[Records from a collection]
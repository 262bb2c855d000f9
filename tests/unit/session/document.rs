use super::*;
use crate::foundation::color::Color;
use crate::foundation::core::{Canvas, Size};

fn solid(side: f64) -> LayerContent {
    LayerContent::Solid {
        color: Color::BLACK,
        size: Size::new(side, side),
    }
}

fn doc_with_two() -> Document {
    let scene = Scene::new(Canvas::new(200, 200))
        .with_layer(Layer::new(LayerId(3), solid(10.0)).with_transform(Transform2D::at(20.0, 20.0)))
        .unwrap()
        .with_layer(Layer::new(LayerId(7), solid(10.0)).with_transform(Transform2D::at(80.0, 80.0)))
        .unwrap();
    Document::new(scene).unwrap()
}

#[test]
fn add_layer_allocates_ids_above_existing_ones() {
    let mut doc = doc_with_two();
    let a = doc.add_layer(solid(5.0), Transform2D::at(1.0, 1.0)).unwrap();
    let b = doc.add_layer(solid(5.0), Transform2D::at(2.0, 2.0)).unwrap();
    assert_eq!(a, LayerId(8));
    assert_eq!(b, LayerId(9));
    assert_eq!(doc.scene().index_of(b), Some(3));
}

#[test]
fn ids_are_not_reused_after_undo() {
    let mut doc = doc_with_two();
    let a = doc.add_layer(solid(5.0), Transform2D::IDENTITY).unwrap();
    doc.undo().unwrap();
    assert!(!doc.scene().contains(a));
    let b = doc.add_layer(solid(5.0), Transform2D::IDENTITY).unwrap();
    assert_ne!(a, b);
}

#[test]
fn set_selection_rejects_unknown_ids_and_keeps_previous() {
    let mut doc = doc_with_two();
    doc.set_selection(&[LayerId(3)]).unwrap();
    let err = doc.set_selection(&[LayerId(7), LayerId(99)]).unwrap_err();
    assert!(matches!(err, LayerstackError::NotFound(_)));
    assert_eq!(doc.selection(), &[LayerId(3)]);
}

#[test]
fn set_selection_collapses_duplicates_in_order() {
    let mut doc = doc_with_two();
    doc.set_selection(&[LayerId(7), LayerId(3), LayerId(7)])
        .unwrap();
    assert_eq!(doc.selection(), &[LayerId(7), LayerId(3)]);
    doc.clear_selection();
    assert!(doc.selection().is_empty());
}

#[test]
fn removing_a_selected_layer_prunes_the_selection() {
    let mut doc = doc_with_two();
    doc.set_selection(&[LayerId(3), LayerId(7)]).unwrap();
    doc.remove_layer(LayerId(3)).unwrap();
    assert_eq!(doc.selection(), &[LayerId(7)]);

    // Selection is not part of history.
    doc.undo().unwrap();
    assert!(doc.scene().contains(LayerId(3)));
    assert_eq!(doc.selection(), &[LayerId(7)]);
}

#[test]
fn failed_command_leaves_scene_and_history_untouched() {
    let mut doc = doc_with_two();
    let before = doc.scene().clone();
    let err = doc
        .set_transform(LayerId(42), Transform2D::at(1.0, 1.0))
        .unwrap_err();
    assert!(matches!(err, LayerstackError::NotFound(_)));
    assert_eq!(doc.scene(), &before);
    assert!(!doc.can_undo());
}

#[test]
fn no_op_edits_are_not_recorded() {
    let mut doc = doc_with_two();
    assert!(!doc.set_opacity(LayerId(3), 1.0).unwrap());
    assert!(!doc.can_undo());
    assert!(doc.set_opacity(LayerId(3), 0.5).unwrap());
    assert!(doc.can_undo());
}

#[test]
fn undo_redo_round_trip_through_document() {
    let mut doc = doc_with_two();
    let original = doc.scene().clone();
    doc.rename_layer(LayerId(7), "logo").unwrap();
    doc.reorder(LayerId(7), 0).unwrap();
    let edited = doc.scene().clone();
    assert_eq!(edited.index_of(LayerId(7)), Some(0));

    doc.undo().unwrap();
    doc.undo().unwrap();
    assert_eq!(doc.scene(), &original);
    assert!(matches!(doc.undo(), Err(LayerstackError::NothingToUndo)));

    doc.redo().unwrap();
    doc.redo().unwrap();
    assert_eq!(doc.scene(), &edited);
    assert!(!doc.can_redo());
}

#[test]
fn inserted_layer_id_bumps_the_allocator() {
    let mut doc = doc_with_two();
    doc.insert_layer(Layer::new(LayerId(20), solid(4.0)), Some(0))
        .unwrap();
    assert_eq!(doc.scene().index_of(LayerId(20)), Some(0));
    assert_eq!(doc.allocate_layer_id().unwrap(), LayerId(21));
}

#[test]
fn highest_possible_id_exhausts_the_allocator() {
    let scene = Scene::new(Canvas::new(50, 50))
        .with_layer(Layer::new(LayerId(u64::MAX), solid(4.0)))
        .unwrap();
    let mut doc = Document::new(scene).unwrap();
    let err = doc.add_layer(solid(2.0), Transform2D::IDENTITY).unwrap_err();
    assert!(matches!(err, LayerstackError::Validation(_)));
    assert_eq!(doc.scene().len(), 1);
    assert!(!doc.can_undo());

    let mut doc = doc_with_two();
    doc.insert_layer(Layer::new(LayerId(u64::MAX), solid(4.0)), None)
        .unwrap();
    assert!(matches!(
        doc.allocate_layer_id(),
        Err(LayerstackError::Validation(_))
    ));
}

...

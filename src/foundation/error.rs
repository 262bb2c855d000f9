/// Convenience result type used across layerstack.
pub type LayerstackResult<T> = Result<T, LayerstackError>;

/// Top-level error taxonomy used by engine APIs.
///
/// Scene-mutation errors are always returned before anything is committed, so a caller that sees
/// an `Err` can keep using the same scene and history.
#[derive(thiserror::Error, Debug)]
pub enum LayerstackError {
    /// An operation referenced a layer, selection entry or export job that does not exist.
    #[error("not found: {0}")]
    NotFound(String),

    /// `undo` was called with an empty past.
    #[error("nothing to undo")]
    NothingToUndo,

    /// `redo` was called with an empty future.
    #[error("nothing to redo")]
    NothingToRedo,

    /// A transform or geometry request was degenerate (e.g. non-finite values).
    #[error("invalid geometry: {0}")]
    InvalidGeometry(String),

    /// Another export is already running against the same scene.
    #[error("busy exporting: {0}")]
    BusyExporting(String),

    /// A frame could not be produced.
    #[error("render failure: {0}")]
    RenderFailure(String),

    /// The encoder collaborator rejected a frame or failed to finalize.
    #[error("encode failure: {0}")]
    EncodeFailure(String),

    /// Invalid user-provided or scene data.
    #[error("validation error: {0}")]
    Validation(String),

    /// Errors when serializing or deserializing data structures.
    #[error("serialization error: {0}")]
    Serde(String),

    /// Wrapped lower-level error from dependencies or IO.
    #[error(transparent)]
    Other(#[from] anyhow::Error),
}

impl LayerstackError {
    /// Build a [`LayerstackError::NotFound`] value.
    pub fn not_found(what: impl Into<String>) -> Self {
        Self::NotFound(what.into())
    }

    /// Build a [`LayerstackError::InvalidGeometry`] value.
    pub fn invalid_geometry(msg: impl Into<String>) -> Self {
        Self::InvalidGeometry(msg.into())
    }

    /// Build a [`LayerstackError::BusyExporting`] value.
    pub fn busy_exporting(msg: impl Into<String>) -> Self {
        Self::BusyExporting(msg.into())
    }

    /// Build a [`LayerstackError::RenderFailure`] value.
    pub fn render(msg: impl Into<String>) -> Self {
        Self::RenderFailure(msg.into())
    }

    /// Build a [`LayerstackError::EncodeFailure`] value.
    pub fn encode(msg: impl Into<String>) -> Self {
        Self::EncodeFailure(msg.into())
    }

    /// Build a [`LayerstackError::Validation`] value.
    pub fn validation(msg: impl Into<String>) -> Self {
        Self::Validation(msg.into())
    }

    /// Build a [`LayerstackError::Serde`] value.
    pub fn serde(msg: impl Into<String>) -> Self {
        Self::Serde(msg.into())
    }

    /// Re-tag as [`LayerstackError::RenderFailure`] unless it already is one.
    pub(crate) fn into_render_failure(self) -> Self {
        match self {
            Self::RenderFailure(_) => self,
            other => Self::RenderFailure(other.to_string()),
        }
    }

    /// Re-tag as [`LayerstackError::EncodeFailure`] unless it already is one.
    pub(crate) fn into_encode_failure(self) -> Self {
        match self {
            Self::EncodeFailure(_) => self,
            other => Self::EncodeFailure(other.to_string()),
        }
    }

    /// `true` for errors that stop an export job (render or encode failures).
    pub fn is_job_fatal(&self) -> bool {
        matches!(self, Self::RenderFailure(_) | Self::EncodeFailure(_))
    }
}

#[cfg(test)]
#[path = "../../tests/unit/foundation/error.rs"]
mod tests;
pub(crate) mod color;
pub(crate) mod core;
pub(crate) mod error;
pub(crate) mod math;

## Task
When you reach the line holding "pub(crate) mod color;" in the records above, begin reproducing exactly, stop after the line holding "pub(crate) mod math;", and output nothing else.

## Solution to this task
pub(crate) mod color;
pub(crate) mod core;
pub(crate) mod error;
pub(crate) mod math;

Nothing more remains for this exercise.